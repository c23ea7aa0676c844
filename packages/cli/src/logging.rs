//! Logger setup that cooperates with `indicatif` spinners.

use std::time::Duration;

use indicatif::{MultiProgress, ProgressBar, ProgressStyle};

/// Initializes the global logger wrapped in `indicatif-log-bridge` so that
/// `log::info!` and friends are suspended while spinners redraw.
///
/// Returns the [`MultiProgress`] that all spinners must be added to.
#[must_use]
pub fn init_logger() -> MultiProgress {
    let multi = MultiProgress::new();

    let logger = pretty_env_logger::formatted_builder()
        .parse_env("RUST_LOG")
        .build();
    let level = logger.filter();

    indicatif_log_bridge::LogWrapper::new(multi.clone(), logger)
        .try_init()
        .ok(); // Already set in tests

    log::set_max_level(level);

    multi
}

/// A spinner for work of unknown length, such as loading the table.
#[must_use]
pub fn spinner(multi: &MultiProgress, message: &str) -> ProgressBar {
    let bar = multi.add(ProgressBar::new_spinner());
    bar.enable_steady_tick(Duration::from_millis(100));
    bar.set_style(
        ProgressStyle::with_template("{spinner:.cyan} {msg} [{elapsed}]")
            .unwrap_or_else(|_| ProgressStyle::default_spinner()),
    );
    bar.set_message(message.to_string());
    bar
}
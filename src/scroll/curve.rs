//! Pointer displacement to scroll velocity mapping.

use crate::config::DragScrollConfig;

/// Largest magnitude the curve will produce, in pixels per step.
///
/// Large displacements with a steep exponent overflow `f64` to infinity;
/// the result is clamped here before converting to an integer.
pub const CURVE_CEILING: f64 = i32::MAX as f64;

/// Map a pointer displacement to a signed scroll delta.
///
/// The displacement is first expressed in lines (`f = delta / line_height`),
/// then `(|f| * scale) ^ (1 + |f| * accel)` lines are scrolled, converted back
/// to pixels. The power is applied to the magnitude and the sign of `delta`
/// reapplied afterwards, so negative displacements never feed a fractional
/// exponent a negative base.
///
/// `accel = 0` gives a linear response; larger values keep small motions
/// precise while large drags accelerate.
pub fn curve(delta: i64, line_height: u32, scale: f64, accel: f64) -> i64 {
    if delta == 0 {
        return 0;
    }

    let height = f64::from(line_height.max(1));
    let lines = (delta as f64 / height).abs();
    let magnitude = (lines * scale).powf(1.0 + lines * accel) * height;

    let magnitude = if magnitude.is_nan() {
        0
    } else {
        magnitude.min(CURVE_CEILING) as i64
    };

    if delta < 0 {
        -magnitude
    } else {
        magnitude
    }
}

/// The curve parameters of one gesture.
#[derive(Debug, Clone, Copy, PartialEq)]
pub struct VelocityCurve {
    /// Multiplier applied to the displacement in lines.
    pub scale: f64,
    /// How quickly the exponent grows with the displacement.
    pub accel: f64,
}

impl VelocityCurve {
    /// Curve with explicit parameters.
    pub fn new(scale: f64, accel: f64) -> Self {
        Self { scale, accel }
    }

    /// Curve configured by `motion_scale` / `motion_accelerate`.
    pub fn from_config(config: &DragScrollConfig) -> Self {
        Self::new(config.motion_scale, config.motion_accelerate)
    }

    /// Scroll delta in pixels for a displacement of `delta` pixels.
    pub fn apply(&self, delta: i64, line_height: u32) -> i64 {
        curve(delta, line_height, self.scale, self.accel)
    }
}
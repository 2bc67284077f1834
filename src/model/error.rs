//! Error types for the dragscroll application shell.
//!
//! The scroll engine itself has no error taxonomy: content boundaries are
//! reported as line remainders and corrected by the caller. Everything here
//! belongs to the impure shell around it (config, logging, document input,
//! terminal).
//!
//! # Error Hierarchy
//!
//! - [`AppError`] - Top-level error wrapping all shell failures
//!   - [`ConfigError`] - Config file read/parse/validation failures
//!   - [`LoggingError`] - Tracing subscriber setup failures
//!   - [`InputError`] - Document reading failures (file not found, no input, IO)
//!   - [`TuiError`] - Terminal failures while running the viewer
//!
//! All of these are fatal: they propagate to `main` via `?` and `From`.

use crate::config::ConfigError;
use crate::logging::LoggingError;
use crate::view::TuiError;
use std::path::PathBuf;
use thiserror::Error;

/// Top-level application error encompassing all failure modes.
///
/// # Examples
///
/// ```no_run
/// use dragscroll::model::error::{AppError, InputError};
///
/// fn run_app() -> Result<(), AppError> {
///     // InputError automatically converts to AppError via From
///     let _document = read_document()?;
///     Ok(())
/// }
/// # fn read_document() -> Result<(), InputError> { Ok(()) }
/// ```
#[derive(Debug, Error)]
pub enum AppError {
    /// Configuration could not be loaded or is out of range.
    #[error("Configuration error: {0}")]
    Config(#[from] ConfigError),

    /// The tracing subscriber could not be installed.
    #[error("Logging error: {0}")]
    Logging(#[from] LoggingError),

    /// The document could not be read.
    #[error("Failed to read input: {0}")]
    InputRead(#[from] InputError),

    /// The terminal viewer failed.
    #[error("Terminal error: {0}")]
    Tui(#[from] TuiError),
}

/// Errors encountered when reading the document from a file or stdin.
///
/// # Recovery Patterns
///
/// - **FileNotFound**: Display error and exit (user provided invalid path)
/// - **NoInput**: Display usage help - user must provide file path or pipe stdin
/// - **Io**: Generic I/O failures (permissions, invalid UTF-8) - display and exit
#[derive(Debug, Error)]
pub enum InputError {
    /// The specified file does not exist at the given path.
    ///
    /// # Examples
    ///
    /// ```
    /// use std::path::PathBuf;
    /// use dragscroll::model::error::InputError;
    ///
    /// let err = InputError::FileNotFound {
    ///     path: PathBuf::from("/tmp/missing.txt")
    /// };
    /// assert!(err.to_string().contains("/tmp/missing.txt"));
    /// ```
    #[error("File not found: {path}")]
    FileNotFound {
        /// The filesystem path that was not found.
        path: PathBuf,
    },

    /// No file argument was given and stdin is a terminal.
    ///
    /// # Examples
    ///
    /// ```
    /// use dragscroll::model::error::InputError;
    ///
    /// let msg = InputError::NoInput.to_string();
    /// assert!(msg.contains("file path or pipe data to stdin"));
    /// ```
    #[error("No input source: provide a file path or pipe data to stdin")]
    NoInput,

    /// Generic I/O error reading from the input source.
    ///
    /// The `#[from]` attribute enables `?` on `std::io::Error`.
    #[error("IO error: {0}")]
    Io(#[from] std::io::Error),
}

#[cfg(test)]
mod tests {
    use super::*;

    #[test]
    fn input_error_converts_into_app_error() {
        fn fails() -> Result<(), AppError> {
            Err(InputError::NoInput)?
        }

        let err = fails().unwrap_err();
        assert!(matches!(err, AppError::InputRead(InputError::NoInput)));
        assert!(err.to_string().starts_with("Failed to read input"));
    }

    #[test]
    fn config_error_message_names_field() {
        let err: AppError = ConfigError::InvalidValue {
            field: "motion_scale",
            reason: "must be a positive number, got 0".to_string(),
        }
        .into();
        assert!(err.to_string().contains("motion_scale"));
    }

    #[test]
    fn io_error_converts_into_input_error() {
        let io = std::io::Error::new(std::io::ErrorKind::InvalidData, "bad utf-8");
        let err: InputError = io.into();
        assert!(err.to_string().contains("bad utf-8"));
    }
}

------------------------------------

Using the entries, return every line where the word "negative" can be found.

◆ **Task output**:
/// reapplied afterwards, so negative displacements never feed a fractional
/// exponent a negative base.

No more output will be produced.